I'm an unfortunate soul who missed the desired 2:1 threshold by about a percent...I appealed against the verdict citing extenuating circumstances including prolonged illness and forced relocation due to my flat catching fire but to no avail...I also have complained to the independant adjudicator office but I have no idea what they will do if anything
Right now I'm doing a masters in biomedicine, so maybe I can redeem myself there...but is the 2:2 albeit almost a 2:1 completely damning for applying to most funded PhDs? I have applied to several already and been rejected.
Any insights and advice would be much appreciated!

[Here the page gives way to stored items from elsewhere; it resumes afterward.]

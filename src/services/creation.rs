//! Link creation
//!
//! Two entry modes: anonymous (random alias, no owner, no QR) and owned
//! (optional custom slug, QR code, activation time). The slug existence
//! check is a fast-path hint only; the unique index on the alias column is
//! the authoritative arbiter and its rejection surfaces as `Conflict`.

use std::sync::Arc;

use chrono::{DateTime, Utc};
use tracing::info;

use crate::config::UrlConfig;
use crate::errors::{Result, ServiceError};
use crate::storage::{Link, SeaOrmStore};
use crate::utils::qr;
use crate::utils::url_validator::validate_url;
use crate::utils::{generate_alias, is_valid_alias};

/// Result of a creation call.
#[derive(Debug, Clone)]
pub struct CreatedLink {
    pub alias: String,
    pub short_link: String,
    pub qr_code: Option<String>,
}

/// Owned-mode creation input.
#[derive(Debug, Clone)]
pub struct OwnedCreateRequest {
    pub target: String,
    /// Requested custom slug; a random alias is generated when absent.
    pub slug: Option<String>,
    pub owner_id: String,
    /// Link is inert before this instant; defaults to creation time.
    pub active_from: Option<DateTime<Utc>>,
}

pub struct LinkCreationService {
    store: Arc<SeaOrmStore>,
    urls: UrlConfig,
    alias_length: usize,
}

impl LinkCreationService {
    pub fn new(store: Arc<SeaOrmStore>, urls: UrlConfig, alias_length: usize) -> Self {
        Self {
            store,
            urls,
            alias_length,
        }
    }

    fn blank_link(target: &str, alias: String, now: DateTime<Utc>) -> Link {
        Link {
            id: uuid::Uuid::new_v4().to_string(),
            alias,
            target: target.to_string(),
            click_count: 0,
            owner_id: None,
            qr_code: None,
            qr_generated: false,
            expires_at: None,
            active_from: now,
            is_expired: false,
            password_hash: None,
            is_password_protected: false,
            created_at: now,
            updated_at: now,
        }
    }

    /// Guest shortening: random alias, no owner, no QR.
    ///
    /// No explicit collision check; the astronomically unlikely duplicate
    /// alias is rejected by the unique index and surfaces as `Conflict`.
    pub async fn create_anonymous(&self, target: &str) -> Result<CreatedLink> {
        validate_url(target).map_err(|e| ServiceError::bad_request(e.to_string()))?;

        let alias = generate_alias(self.alias_length);
        let link = Self::blank_link(target, alias.clone(), Utc::now());

        self.store.insert_link(&link).await?;

        info!("Anonymous link created: {}", alias);
        Ok(CreatedLink {
            short_link: self.urls.short_link(&alias),
            alias,
            qr_code: None,
        })
    }

    /// Owned shortening: custom slug support, QR code, activation time.
    pub async fn create_owned(&self, req: OwnedCreateRequest) -> Result<CreatedLink> {
        validate_url(&req.target).map_err(|e| ServiceError::bad_request(e.to_string()))?;

        let (alias, generated) = match req.slug.filter(|s| !s.is_empty()) {
            Some(slug) => {
                if !is_valid_alias(&slug) {
                    return Err(ServiceError::bad_request(format!(
                        "Invalid slug '{}'. Only alphanumeric, underscore and hyphen are allowed",
                        slug
                    )));
                }
                (slug, false)
            }
            None => (generate_alias(self.alias_length), true),
        };

        // Fast-path hint; concurrent creations with the same slug can both
        // pass this and the insert below decides the race.
        if !generated && self.store.alias_exists(&alias).await? {
            return Err(ServiceError::conflict("Custom slug already exists"));
        }

        let short_link = self.urls.short_link(&alias);
        let qr_code = qr::render_data_uri(&short_link)?;

        let now = Utc::now();
        let mut link = Self::blank_link(&req.target, alias.clone(), now);
        link.owner_id = Some(req.owner_id);
        link.qr_code = Some(qr_code.clone());
        link.qr_generated = true;
        if let Some(active_from) = req.active_from {
            link.active_from = active_from;
        }

        self.store.insert_link(&link).await?;

        info!(
            "Owned link created: {} ({} slug)",
            alias,
            if generated { "generated" } else { "custom" }
        );
        Ok(CreatedLink {
            alias,
            short_link,
            qr_code: Some(qr_code),
        })
    }
}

======= Date Modified 18 Mar 2011 22:34:06 =======
Hey Mikail! It will probably make your life difficult but it's not impossible to get onto a funded PhD with a 2.2- I have a couple of friends with a 2.2 and an MSc who are on fully funded PhDs. The way they got around it was to work as a research assistant or whatever within a team first to get their foot in the door, and once they had established themselves in the team they applied for the PhD with the support of their supervisors. I think this is the best way to go about it. You probably won't have much luck just applying for PhDs that you see advertised- I would go for a paid position first, wait until you have proven yourself that way, and then go for a PhD within the same team assuming that your supervisor/boss is pleased with your work and believes that you are capable of it. That way, they can apply for the funding with you and you won't necessarily have to compete with anyone else for the place. And of course, a merit or a distinction on your MSc would go down well, but both my pals with 2.2s just got pass grades on their MSc and still managed to get their PhD after they'd worked within their team for a year or two and established themselves. So don't give up- but it might just take a little bit longer and a slightly different route! Having said that, you are in a different field to me and to both of my pals so someone else on here in your field might have a better idea than me! Good luck with it! KB
Keep trying as it's difficult to get onto a PhD even with a higher classification (2:1 or 1st). If you're not in you can't win as they say...
Having a completed masters under your belt will increase your chances and the higher the grade the better. But doing a masters and having a masters are two different things and having a masters may make the difference.
All the very best of luck!
Thanks very much people :)
I'm also wondering, a lot of PhDs simply seem to say 'Need first or upper second class degree,' but they dont mention a masters when advertised. Will these supervisors simply not accept anyone with a masters unless they already has a 1st or 2:1, meaning that a masters is a bonus at best to an already suitably qualified person? Or would someone with a masters, say if it was with merit or distinction manage to at least be considered do you think?
Also do any supervisors consider people who dont meet the required grade at their own discression if they thought the person was otherwise suitable?
======= Date Modified 19 Mar 2011 09:01:14 =======
Re: being considered if you don't fulfill the minimum requirements - again it depends!! If it is completely an online application it's probably harder to get in somewhere if you don't have the minimum. However, if you are making an individual pitch many potential supervisors will consider people based on their suitability etc. I know of at least two people, one mid-PhD, the other who successfully defended their viva before Christmas who didn't have the minimum qualifications. The two supervisors involved fought for them and got them in.
Be prepared to fight for your place and demonstrate if you can, to a real live person rather than a computer screening programme, why you are suitable.
Good luck with any future application
Edit: I also meant to say that technically a masters is a higher qualification than an undergrad so it should supersede minimum undergrad requirements (unless I suppose if the actual undergrad degree is essential to the PhD??). Possibly the applications you are looking at are for integrated masters/PhDs, the 1+3 programmes that are becomming more and more common?
======= Date Modified 19 Mar 2011 10:48:25 =======
I have a friend who got a 2:2 degree classification and has just completed a PhD Studentship. My friend worked initially as a Research Assistant for the PhD supervisor, and was then offered a studentship when one came available. Another option might be to do voluntary research work. I think it looks good on the CV as it shows that you genuinely want to do research and develop lab and research skills.